Data section:
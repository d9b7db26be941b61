pub mod config;
pub mod dry_run;
pub mod pr;
pub mod release;
pub mod branch;
pub mod error;
pub mod pull_request;
pub mod release;
pub mod task;

pub use branch::BranchRef;
pub use error::PayloadError;
pub use pull_request::{EventPayload, IssueUpdate, PullRequestContext, RepoRef};
pub use release::{ReleaseUpdate, TaskReference};
pub use task::{Task, TitleConvention};
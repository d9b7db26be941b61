use thiserror::Error;

#[derive(Debug, Error)]
pub enum PayloadError {
    #[error("read event payload {path}: {message}")]
    Read { path: String, message: String },

    #[error("decode event payload: {0}")]
    Decode(String),

    #[error("invalid repository {0:?}, expected owner/repo")]
    InvalidRepository(String),

    #[error("missing {0} in event payload")]
    Missing(&'static str),
}
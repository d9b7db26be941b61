use std::sync::LazyLock;

use regex::Regex;
use serde::{Deserialize, Serialize};

static REFERENCE_RE: LazyLock<Regex> = LazyLock::new(|| {
    Regex::new(r"^\*\s\[(?P<task_id>[0-9]*)\]").expect("task reference pattern")
});

// Checked against the rest of the line right after a reference. The regex
// crate has no look-around, so "not followed by a link" is a second match.
static LINK_SUFFIX_RE: LazyLock<Regex> = LazyLock::new(|| {
    Regex::new(
        r"(?i)^\(https?://(www\.)?[-a-zA-Z0-9@:%._+~#=]{1,256}\.[a-zA-Z0-9()]{1,6}(?-u:\b)[-a-zA-Z0-9()@:%_+.~#?&/=]*\)",
    )
    .expect("link suffix pattern")
});

/// A release note checklist item that names a task but has no link yet,
/// e.g. the `* [222]` in `* [222] pending`.
#[derive(Debug, Clone, PartialEq, Eq)]
pub struct TaskReference {
    /// The matched prefix, `* [<digits>]`.
    pub matched: String,
    /// Digits between the brackets; may be empty for `* []`.
    pub digits: String,
}

impl TaskReference {
    /// Find an unlinked reference at the start of `line`.
    pub fn find(line: &str) -> Option<Self> {
        let caps = REFERENCE_RE.captures(line)?;
        let whole = caps.get(0)?;
        if LINK_SUFFIX_RE.is_match(&line[whole.end()..]) {
            return None;
        }
        Some(Self {
            matched: whole.as_str().to_string(),
            digits: caps["task_id"].to_string(),
        })
    }

    /// The task id to look up, if the brackets hold one.
    pub fn task_id(&self) -> Option<&str> {
        (!self.digits.is_empty()).then_some(self.digits.as_str())
    }

    /// Wrap the reference in a link: `* [222] pending` becomes
    /// `[* [222](<permalink>)] pending`.
    pub fn link(&self, line: &str, permalink: &str) -> String {
        line.replacen(
            &self.matched,
            &format!("[{}({permalink})]", self.matched),
            1,
        )
    }
}

/// Body of `PATCH /repos/{owner}/{repo}/releases/{id}`.
#[derive(Debug, Clone, PartialEq, Eq, Serialize, Deserialize)]
pub struct ReleaseUpdate {
    pub body: String,
    pub draft: bool,
}

impl ReleaseUpdate {
    /// An update that publishes the release with the given body.
    pub fn publish(body: String) -> Self {
        Self { body, draft: false }
    }
}
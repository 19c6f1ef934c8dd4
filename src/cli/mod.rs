//! CLI commands

pub mod commands;
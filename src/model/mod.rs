//! Core domain types
//!
//! Everything the engine stores or emits is defined here: monitored wallets,
//! classified events, rolling profiles, reload tracking, funding links and
//! emitted moments. All kinds are closed enums, exhaustively matched at each
//! consumer.

use chrono::{DateTime, Duration, Utc};
use serde::{Deserialize, Serialize};

/// Monitored chains. Each chain runs its own ingestion schedule since block
/// times differ materially.
#[derive(Debug, Clone, Copy, PartialEq, Eq, Hash, Serialize, Deserialize)]
#[serde(rename_all = "UPPERCASE")]
pub enum Chain {
    Sol,
    Base,
}

impl Chain {
    /// Symbol of the chain's native asset.
    pub fn native_symbol(&self) -> &'static str {
        match self {
            Chain::Sol => "SOL",
            Chain::Base => "ETH",
        }
    }
}

impl std::fmt::Display for Chain {
    fn fmt(&self, f: &mut std::fmt::Formatter<'_>) -> std::fmt::Result {
        match self {
            Chain::Sol => write!(f, "SOL"),
            Chain::Base => write!(f, "BASE"),
        }
    }
}

/// Reputation tier, assigned externally and consumed by the contrarian
/// engine. A = historically profitable, B = mixed, C = known bad actor,
/// U = unrated.
#[derive(Debug, Clone, Copy, Default, PartialEq, Eq, Hash, Serialize, Deserialize)]
pub enum ReputationTier {
    A,
    B,
    C,
    #[default]
    U,
}

/// A monitored wallet. Created at configuration load; only the active flag
/// and reputation tier are ever mutated.
#[derive(Debug, Clone, Serialize, Deserialize)]
pub struct Wallet {
    pub address: String,
    pub name: String,
    pub chain: Chain,
    pub is_active: bool,
    pub reputation_tier: ReputationTier,
}

impl Wallet {
    /// Short display form of the address for logs.
    pub fn short_address(&self) -> String {
        short_address(&self.address)
    }
}

/// Abbreviate an on-chain address for logging.
pub fn short_address(address: &str) -> String {
    if address.len() > 12 {
        format!("{}...{}", &address[..4], &address[address.len() - 4..])
    } else {
        address.to_string()
    }
}

/// Semantic classification of a transaction.
#[derive(Debug, Clone, Copy, PartialEq, Eq, Hash, Serialize, Deserialize)]
#[serde(rename_all = "SCREAMING_SNAKE_CASE")]
pub enum EventKind {
    Buy,
    Sell,
    Swap,
    Transfer,
    Unknown,
}

impl EventKind {
    /// Buys and token-to-token swaps both represent acquiring a position.
    pub fn is_acquisition(&self) -> bool {
        matches!(self, EventKind::Buy | EventKind::Swap)
    }

    pub fn as_str(&self) -> &'static str {
        match self {
            EventKind::Buy => "BUY",
            EventKind::Sell => "SELL",
            EventKind::Swap => "SWAP",
            EventKind::Transfer => "TRANSFER",
            EventKind::Unknown => "UNKNOWN",
        }
    }
}

impl std::fmt::Display for EventKind {
    fn fmt(&self, f: &mut std::fmt::Formatter<'_>) -> std::fmt::Result {
        f.write_str(self.as_str())
    }
}

/// One classified transaction for a monitored wallet. Immutable once stored;
/// the transaction hash is unique system-wide.
#[derive(Debug, Clone, Serialize, Deserialize)]
pub struct Event {
    pub wallet: String,
    pub tx_hash: String,
    pub chain: Chain,
    /// On-chain time, never processing time.
    pub timestamp: DateTime<Utc>,
    pub kind: EventKind,
    pub token_symbol: Option<String>,
    pub token_address: Option<String>,
    /// Absolute amount of the primary asset.
    pub amount: f64,
    pub amount_usd: Option<f64>,
}

/// Trading style derived from average hold time.
#[derive(Debug, Clone, Copy, Default, PartialEq, Eq, Serialize, Deserialize)]
pub enum TradingStyle {
    /// Sells within 24h.
    Sniper,
    /// Holds under a week.
    Trader,
    /// Long-term conviction.
    Holder,
    #[default]
    Unknown,
}

/// Rolling statistical fingerprint for one wallet. Created lazily on the
/// first event, updated after every new one, never deleted.
#[derive(Debug, Clone, Serialize, Deserialize)]
pub struct Profile {
    pub wallet: String,

    // Trade size profile
    pub avg_trade_size: f64,
    pub max_trade_size: f64,
    pub total_events: u32,

    // Realized outcomes from matched buy/sell pairs
    pub win_rate: Option<f64>,
    pub trades_analyzed: u32,
    pub avg_hold_hours: Option<f64>,
    pub style: TradingStyle,

    // Alpha decay (owned by the alpha-decay tracker)
    pub alpha_score: f64,
    pub avg_copiers_per_trade: f64,

    // Reload prediction (owned by the reload predictor)
    pub reload_buy_probability: Option<f64>,
    pub avg_minutes_to_buy: Option<i64>,

    pub last_updated: DateTime<Utc>,
}

impl Profile {
    pub fn new(wallet: impl Into<String>) -> Self {
        Self {
            wallet: wallet.into(),
            avg_trade_size: 0.0,
            max_trade_size: 0.0,
            total_events: 0,
            win_rate: None,
            trades_analyzed: 0,
            avg_hold_hours: None,
            style: TradingStyle::Unknown,
            alpha_score: 100.0,
            avg_copiers_per_trade: 0.0,
            reload_buy_probability: None,
            avg_minutes_to_buy: None,
            last_updated: Utc::now(),
        }
    }
}

/// Kinds of emitted behavioral alerts.
#[derive(Debug, Clone, Copy, PartialEq, Eq, Hash, Serialize, Deserialize)]
pub enum MomentKind {
    WhaleMove,
    AboveAverage,
    Accumulation,
    NewToken,
    Cabal,
    ContrarianScammerAccumulation,
    ContrarianSmartMoneyExit,
    ContrarianScammerOnly,
}

impl MomentKind {
    pub fn as_str(&self) -> &'static str {
        match self {
            MomentKind::WhaleMove => "WHALE_MOVE",
            MomentKind::AboveAverage => "ABOVE_AVG",
            MomentKind::Accumulation => "ACCUMULATION",
            MomentKind::NewToken => "NEW_TOKEN",
            MomentKind::Cabal => "CABAL",
            MomentKind::ContrarianScammerAccumulation => "CONTRARIAN_SCAMMER_ACCUMULATION",
            MomentKind::ContrarianSmartMoneyExit => "CONTRARIAN_SMART_MONEY_EXIT",
            MomentKind::ContrarianScammerOnly => "CONTRARIAN_SCAMMER_ONLY",
        }
    }

    /// Window within which a repeat (wallet, kind, asset) emission is
    /// suppressed to avoid alert storms.
    pub fn dedup_window(&self) -> Duration {
        match self {
            MomentKind::Cabal => Duration::minutes(30),
            MomentKind::ContrarianScammerAccumulation
            | MomentKind::ContrarianSmartMoneyExit
            | MomentKind::ContrarianScammerOnly => Duration::minutes(60),
            MomentKind::WhaleMove
            | MomentKind::AboveAverage
            | MomentKind::Accumulation
            | MomentKind::NewToken => Duration::minutes(60),
        }
    }
}

impl std::fmt::Display for MomentKind {
    fn fmt(&self, f: &mut std::fmt::Formatter<'_>) -> std::fmt::Result {
        f.write_str(self.as_str())
    }
}

/// An emitted signal, append-only once accepted by the sink.
#[derive(Debug, Clone, Serialize, Deserialize)]
pub struct Moment {
    pub wallet: String,
    pub tx_hash: Option<String>,
    pub kind: MomentKind,
    pub token_symbol: Option<String>,
    pub description: String,
    /// 1-10.
    pub severity: u8,
    pub detected_at: DateTime<Utc>,
}

/// Resolution state of a reload. A reload resolves exactly once.
#[derive(Debug, Clone, PartialEq, Serialize, Deserialize)]
pub enum ReloadState {
    Unresolved,
    ResolvedWithBuy { minutes: i64, buy_tx_hash: String },
    ResolvedWithoutBuy,
}

/// An incoming-funds event tracked for buy prediction.
#[derive(Debug, Clone, Serialize, Deserialize)]
pub struct ReloadEvent {
    pub wallet: String,
    /// Funding transaction hash, unique.
    pub tx_hash: String,
    pub amount: f64,
    pub source_address: Option<String>,
    pub state: ReloadState,
    pub detected_at: DateTime<Utc>,
    pub resolved_at: Option<DateTime<Utc>>,
}

impl ReloadEvent {
    pub fn is_resolved(&self) -> bool {
        !matches!(self.state, ReloadState::Unresolved)
    }
}

/// An edge in the funding graph: source (possibly unmonitored) to a
/// monitored wallet. Immutable; read by cluster confidence scoring.
#[derive(Debug, Clone, Serialize, Deserialize)]
pub struct FundingLink {
    pub source_address: String,
    pub dest_wallet: String,
    pub amount: f64,
    pub tx_hash: String,
    pub detected_at: DateTime<Utc>,
}

/// Normalized raw transaction as produced by a chain fetcher. Chain-specific
/// adapters are responsible for reducing RPC responses to this shape.
#[derive(Debug, Clone, Serialize, Deserialize)]
pub struct RawTransaction {
    pub hash: String,
    /// On-chain timestamp.
    pub timestamp: DateTime<Utc>,
    /// Signed native-asset delta for the monitored wallet.
    pub native_delta: f64,
    /// Per-asset balance deltas restricted to the monitored wallet.
    #[serde(default)]
    pub asset_deltas: Vec<RawAssetDelta>,
    /// Counterparty for plain transfers, when the adapter can identify one.
    #[serde(default)]
    pub counterparty: Option<String>,
}

/// Pre/post balance pair for one asset.
#[derive(Debug, Clone, Serialize, Deserialize)]
pub struct RawAssetDelta {
    pub asset_id: String,
    pub pre_amount: f64,
    pub post_amount: f64,
}

impl RawAssetDelta {
    pub fn delta(&self) -> f64 {
        self.post_amount - self.pre_amount
    }
}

Problem description:
From the records given above, copy all lines containing "Unresolved".

The completed task:
    Unresolved,
        !matches!(self.state, ReloadState::Unresolved)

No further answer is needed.